Start of Block

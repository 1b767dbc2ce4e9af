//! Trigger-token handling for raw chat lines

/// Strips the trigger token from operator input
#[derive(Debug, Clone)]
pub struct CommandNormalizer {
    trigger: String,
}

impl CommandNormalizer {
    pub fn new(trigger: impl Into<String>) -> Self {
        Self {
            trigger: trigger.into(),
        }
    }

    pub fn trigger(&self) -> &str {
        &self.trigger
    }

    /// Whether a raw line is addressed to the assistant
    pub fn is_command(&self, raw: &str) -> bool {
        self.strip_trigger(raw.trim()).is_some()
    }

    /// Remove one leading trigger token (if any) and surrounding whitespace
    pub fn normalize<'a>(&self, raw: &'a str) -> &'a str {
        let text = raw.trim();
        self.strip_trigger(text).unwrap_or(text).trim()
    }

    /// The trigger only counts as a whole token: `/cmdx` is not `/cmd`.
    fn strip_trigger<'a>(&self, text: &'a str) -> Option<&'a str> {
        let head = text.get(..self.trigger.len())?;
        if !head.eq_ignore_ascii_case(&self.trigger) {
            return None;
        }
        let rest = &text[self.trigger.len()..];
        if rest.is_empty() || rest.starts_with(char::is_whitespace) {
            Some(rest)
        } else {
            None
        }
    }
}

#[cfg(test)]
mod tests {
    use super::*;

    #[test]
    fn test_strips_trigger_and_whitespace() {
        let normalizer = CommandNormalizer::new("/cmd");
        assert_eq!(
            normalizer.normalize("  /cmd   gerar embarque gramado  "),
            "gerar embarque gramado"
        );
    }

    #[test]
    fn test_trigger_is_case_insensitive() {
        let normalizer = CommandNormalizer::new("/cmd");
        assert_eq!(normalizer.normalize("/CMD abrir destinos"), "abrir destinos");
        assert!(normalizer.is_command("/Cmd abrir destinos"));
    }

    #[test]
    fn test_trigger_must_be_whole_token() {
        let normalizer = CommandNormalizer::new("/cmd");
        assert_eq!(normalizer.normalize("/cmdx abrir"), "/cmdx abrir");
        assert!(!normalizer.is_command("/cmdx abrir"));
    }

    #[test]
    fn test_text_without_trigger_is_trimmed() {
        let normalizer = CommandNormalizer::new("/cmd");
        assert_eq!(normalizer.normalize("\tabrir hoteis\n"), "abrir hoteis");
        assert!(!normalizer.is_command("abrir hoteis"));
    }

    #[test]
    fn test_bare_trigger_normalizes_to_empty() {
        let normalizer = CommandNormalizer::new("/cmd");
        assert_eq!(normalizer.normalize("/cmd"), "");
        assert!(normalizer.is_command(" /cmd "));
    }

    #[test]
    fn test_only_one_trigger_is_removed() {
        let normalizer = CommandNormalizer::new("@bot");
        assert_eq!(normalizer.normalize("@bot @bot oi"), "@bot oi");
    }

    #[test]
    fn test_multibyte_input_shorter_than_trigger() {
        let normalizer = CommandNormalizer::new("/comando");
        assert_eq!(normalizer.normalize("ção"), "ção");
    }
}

End of Block
Start of Block

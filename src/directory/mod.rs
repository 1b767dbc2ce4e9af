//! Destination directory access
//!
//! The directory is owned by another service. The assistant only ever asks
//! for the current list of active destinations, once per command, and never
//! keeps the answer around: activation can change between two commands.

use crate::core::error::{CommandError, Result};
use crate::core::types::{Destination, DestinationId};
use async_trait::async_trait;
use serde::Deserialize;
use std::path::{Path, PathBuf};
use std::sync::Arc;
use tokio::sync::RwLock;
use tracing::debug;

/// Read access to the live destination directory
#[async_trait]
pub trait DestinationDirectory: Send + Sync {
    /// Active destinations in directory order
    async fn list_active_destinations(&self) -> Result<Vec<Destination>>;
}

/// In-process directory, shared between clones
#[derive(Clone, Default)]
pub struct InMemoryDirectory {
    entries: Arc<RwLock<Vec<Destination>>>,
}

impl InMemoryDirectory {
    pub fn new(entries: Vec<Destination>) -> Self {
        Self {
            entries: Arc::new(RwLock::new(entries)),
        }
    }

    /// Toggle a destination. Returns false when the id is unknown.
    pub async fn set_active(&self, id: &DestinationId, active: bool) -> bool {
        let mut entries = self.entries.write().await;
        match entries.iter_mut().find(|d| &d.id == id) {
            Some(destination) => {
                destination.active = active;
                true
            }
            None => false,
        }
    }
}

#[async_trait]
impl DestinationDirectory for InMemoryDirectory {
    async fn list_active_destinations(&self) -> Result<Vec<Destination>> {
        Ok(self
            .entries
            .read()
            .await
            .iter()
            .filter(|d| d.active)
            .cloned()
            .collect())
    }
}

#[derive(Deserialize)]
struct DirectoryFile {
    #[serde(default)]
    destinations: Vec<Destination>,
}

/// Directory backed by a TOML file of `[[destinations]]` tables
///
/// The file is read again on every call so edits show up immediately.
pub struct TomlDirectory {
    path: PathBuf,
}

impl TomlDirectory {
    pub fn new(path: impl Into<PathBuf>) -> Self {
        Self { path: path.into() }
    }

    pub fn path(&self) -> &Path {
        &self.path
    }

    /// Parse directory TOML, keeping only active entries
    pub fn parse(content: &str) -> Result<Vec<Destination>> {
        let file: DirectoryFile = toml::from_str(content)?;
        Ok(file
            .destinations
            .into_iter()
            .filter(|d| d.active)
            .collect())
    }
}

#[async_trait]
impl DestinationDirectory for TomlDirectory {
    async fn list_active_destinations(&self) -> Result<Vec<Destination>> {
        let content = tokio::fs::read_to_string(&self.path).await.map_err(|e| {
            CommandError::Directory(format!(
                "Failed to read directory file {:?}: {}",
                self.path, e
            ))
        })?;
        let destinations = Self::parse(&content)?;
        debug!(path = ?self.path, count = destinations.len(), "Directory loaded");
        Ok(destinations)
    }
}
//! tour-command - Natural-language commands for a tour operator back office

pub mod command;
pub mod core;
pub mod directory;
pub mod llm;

End of Block

- **Problem**:
Going through the entries, return every line holding the word "await".

- **Solution to this exercise**:
        let mut entries = self.entries.write().await;
            .await
        let content = tokio::fs::read_to_string(&self.path).await.map_err(|e| {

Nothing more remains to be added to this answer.